→ **Problem statement**:
Please return the lines of the data below, word for word, from the first line through the line containing "let Some(raw) = store.get(key)?".
Input records: Begin
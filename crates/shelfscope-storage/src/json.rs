//! JSON helpers over a `KeyValueStore`

use serde::{Serialize, de::DeserializeOwned};
use shelfscope_core::Result;

use crate::KeyValueStore;

/// Outcome of reading a JSON value that may be absent or malformed
#[derive(Debug, Clone, PartialEq)]
pub enum JsonRead<T> {
    Missing,
    Malformed,
    Found(T),
}

impl<T> JsonRead<T> {
    /// Collapse to an option, treating malformed data like missing data
    pub fn ok(self) -> Option<T> {
        match self {
            JsonRead::Found(value) => Some(value),
            JsonRead::Missing | JsonRead::Malformed => None,
        }
    }
}

/// Read and decode a JSON value.
///
/// Storage errors propagate; decode errors are reported as `Malformed`
/// so callers can fall back to defaults.
pub fn get_json<T: DeserializeOwned>(store: &dyn KeyValueStore, key: &str) -> Result<JsonRead<T>> {
    let Some(raw) = store.get(key)? else {
        return Ok(JsonRead::Missing);
    };

    match serde_json::from_str(&raw) {
        Ok(value) => Ok(JsonRead::Found(value)),
        Err(err) => {
            tracing::warn!(key, error = %err, "Discarding malformed stored JSON");
            Ok(JsonRead::Malformed)
        }
    }
}

/// Encode and write a JSON value
pub fn set_json<T: Serialize + ?Sized>(store: &dyn KeyValueStore, key: &str, value: &T) -> Result<()> {
    let raw = serde_json::to_string(value)?;
    store.set(key, &raw)
}
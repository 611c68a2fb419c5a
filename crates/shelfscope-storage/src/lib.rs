//! Shelfscope Storage - durable string key-value persistence
//!
//! Column orders and the product image cache both live in a shared
//! key-value store. Every write is last-write-wins at the granularity of
//! one key; there is no transactional isolation between writers.

mod json;
mod memory;
pub mod paths;
mod sqlite;

pub use json::*;
pub use memory::MemoryStore;
pub use sqlite::SqliteStore;

use shelfscope_core::Result;

/// A string-keyed, string-valued persistent map
pub trait KeyValueStore: Send + Sync {
    /// Read the value stored under `key`
    fn get(&self, key: &str) -> Result<Option<String>>;

    /// Write `value` under `key`, replacing any previous value
    fn set(&self, key: &str, value: &str) -> Result<()>;

    /// Remove `key`. Returns whether a value was present.
    fn remove(&self, key: &str) -> Result<bool>;

    /// All keys starting with `prefix`, in ascending order
    fn keys_with_prefix(&self, prefix: &str) -> Result<Vec<String>>;
}
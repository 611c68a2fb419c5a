//! Key-value storage using SQLite

use chrono::Utc;
use parking_lot::Mutex;
use rusqlite::{Connection, OptionalExtension, params};
use shelfscope_core::{Result, ShelfscopeError};
use std::path::{Path, PathBuf};
use std::sync::Arc;

use crate::KeyValueStore;

fn storage_err(err: rusqlite::Error) -> ShelfscopeError {
    ShelfscopeError::Storage(err.to_string())
}

/// Handle for database connections - either owned or shared
enum ConnectionHandle {
    Owned(Connection),
    Shared(Arc<Mutex<Connection>>),
}

impl ConnectionHandle {
    fn with_conn<T, F: FnOnce(&Connection) -> rusqlite::Result<T>>(&self, f: F) -> Result<T> {
        match self {
            ConnectionHandle::Owned(conn) => f(conn).map_err(storage_err),
            ConnectionHandle::Shared(arc) => {
                let guard = arc.lock();
                f(&guard).map_err(storage_err)
            }
        }
    }
}

/// Durable store backed by a single SQLite table
pub struct SqliteStore {
    db_path: PathBuf,
    /// Holds the connection for in-memory databases (where each open creates a new db)
    memory_conn: Option<Arc<Mutex<Connection>>>,
}

impl SqliteStore {
    /// Open or create storage at the given path
    pub fn open(path: impl Into<PathBuf>) -> Result<Self> {
        let db_path = path.into();
        if let Some(parent) = db_path.parent() {
            std::fs::create_dir_all(parent)?;
        }
        let store = Self {
            db_path,
            memory_conn: None,
        };
        store.initialize_schema()?;
        tracing::debug!(path = %store.db_path.display(), "Opened key-value store");
        Ok(store)
    }

    /// Create an in-memory store for testing
    pub fn in_memory() -> Result<Self> {
        let conn = Connection::open_in_memory().map_err(storage_err)?;
        let store = Self {
            db_path: PathBuf::from(":memory:"),
            memory_conn: Some(Arc::new(Mutex::new(conn))),
        };
        store.initialize_schema()?;
        Ok(store)
    }

    pub fn path(&self) -> &Path {
        &self.db_path
    }

    fn connect(&self) -> Result<ConnectionHandle> {
        if let Some(ref conn) = self.memory_conn {
            Ok(ConnectionHandle::Shared(conn.clone()))
        } else {
            let conn = Connection::open(&self.db_path).map_err(|e| {
                ShelfscopeError::Storage(format!(
                    "Failed to open database at {:?}: {}",
                    self.db_path, e
                ))
            })?;
            Ok(ConnectionHandle::Owned(conn))
        }
    }

    fn initialize_schema(&self) -> Result<()> {
        let handle = self.connect()?;
        handle.with_conn(|conn| {
            conn.execute(
                "CREATE TABLE IF NOT EXISTS kv_store (
                    key TEXT PRIMARY KEY,
                    value TEXT NOT NULL,
                    updated_at TEXT NOT NULL
                )",
                [],
            )?;
            Ok(())
        })
    }
}

impl KeyValueStore for SqliteStore {
    fn get(&self, key: &str) -> Result<Option<String>> {
        let handle = self.connect()?;
        handle.with_conn(|conn| {
            conn.query_row(
                "SELECT value FROM kv_store WHERE key = ?1",
                params![key],
                |row| row.get(0),
            )
            .optional()
        })
    }

    fn set(&self, key: &str, value: &str) -> Result<()> {
        let handle = self.connect()?;
        let now = Utc::now().to_rfc3339();
        handle.with_conn(|conn| {
            conn.execute(
                "INSERT OR REPLACE INTO kv_store (key, value, updated_at) VALUES (?1, ?2, ?3)",
                params![key, value, now],
            )?;
            Ok(())
        })
    }

    fn remove(&self, key: &str) -> Result<bool> {
        let handle = self.connect()?;
        handle.with_conn(|conn| {
            let affected = conn.execute("DELETE FROM kv_store WHERE key = ?1", params![key])?;
            Ok(affected > 0)
        })
    }

    fn keys_with_prefix(&self, prefix: &str) -> Result<Vec<String>> {
        let handle = self.connect()?;
        handle.with_conn(|conn| {
            let mut stmt = conn.prepare("SELECT key FROM kv_store ORDER BY key ASC")?;
            let rows = stmt.query_map([], |row| row.get::<_, String>(0))?;

            let mut keys = Vec::new();
            for key in rows {
                let key = key?;
                if key.starts_with(prefix) {
                    keys.push(key);
                }
            }
            Ok(keys)
        })
    }
}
Input records: End
→ **Result of the task**:
filename crates/shelfscope-storage/src/json.rs
//! JSON helpers over a `KeyValueStore`

use serde::{Serialize, de::DeserializeOwned};
use shelfscope_core::Result;

use crate::KeyValueStore;

/// Outcome of reading a JSON value that may be absent or malformed
#[derive(Debug, Clone, PartialEq)]
pub enum JsonRead<T> {
    Missing,
    Malformed,
    Found(T),
}

impl<T> JsonRead<T> {
    /// Collapse to an option, treating malformed data like missing data
    pub fn ok(self) -> Option<T> {
        match self {
            JsonRead::Found(value) => Some(value),
            JsonRead::Missing | JsonRead::Malformed => None,
        }
    }
}

/// Read and decode a JSON value.
///
/// Storage errors propagate; decode errors are reported as `Malformed`
/// so callers can fall back to defaults.
pub fn get_json<T: DeserializeOwned>(store: &dyn KeyValueStore, key: &str) -> Result<JsonRead<T>> {
    let Some(raw) = store.get(key)? else {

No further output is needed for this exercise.